§ **Work instructions**
Each line below should be written out again exactly.

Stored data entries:
-*-*-
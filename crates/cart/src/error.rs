//! Cart operation errors and how they are reported to the user.
//!
//! Cart operations never hand these to their caller. Each public operation
//! logs the error and turns it into a [`Notice`] via [`CartError::notice`].

use rocketshoes_core::ProductId;
use thiserror::Error;

use crate::inventory::InventoryError;
use crate::notify::Notice;

/// The cart operation an error came from.
#[derive(Debug, Clone, Copy, PartialEq, Eq)]
pub enum CartOperation {
    Add,
    Remove,
    Update,
}

impl CartOperation {
    /// Generic failure notice for this operation.
    #[must_use]
    pub const fn failure_notice(self) -> Notice {
        match self {
            Self::Add => Notice::AddFailed,
            Self::Remove => Notice::RemoveFailed,
            Self::Update => Notice::UpdateFailed,
        }
    }
}

/// Reasons a cart operation did not change the cart.
#[derive(Debug, Error)]
pub enum CartError {
    /// Requested quantity exceeds available stock.
    #[error("Product {product_id}: requested {requested}, only {available} in stock")]
    OutOfStock {
        product_id: ProductId,
        requested: i64,
        available: i64,
    },

    /// Product is not in the cart.
    #[error("Product {0} is not in the cart")]
    NotInCart(ProductId),

    /// Inventory lookup failed.
    #[error("Inventory error: {0}")]
    Inventory(#[from] InventoryError),
}

impl CartError {
    /// Notice shown to the user when `operation` fails with this error.
    ///
    /// Stock rejections get their own message; everything else falls back to
    /// the operation's generic failure notice.
    #[must_use]
    pub const fn notice(&self, operation: CartOperation) -> Notice {
        match self {
            Self::OutOfStock { .. } => Notice::OutOfStock,
            Self::NotInCart(_) | Self::Inventory(_) => operation.failure_notice(),
        }
    }
}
-*-*-
§ **Your response**
filename crates/cart/src/error.rs
//! Cart operation errors and how they are reported to the user.
//!
//! Cart operations never hand these to their caller. Each public operation
//! logs the error and turns it into a [`Notice`] via [`CartError::notice`].

use rocketshoes_core::ProductId;
use thiserror::Error;

use crate::inventory::InventoryError;
use crate::notify::Notice;

/// The cart operation an error came from.
#[derive(Debug, Clone, Copy, PartialEq, Eq)]
pub enum CartOperation {
    Add,
    Remove,
    Update,
}

impl CartOperation {
    /// Generic failure notice for this operation.
    #[must_use]
    pub const fn failure_notice(self) -> Notice {
        match self {
            Self::Add => Notice::AddFailed,
            Self::Remove => Notice::RemoveFailed,
            Self::Update => Notice::UpdateFailed,
        }
    }
}

/// Reasons a cart operation did not change the cart.
#[derive(Debug, Error)]
pub enum CartError {
    /// Requested quantity exceeds available stock.
    #[error("Product {product_id}: requested {requested}, only {available} in stock")]
    OutOfStock {
        product_id: ProductId,
        requested: i64,
        available: i64,
    },

    /// Product is not in the cart.
    #[error("Product {0} is not in the cart")]
    NotInCart(ProductId),

    /// Inventory lookup failed.
    #[error("Inventory error: {0}")]
    Inventory(#[from] InventoryError),
}

impl CartError {
    /// Notice shown to the user when `operation` fails with this error.
    ///
    /// Stock rejections get their own message; everything else falls back to
    /// the operation's generic failure notice.
    #[must_use]
    pub const fn notice(&self, operation: CartOperation) -> Notice {
        match self {
            Self::OutOfStock { .. } => Notice::OutOfStock,
            Self::NotInCart(_) | Self::Inventory(_) => operation.failure_notice(),
        }
    }
}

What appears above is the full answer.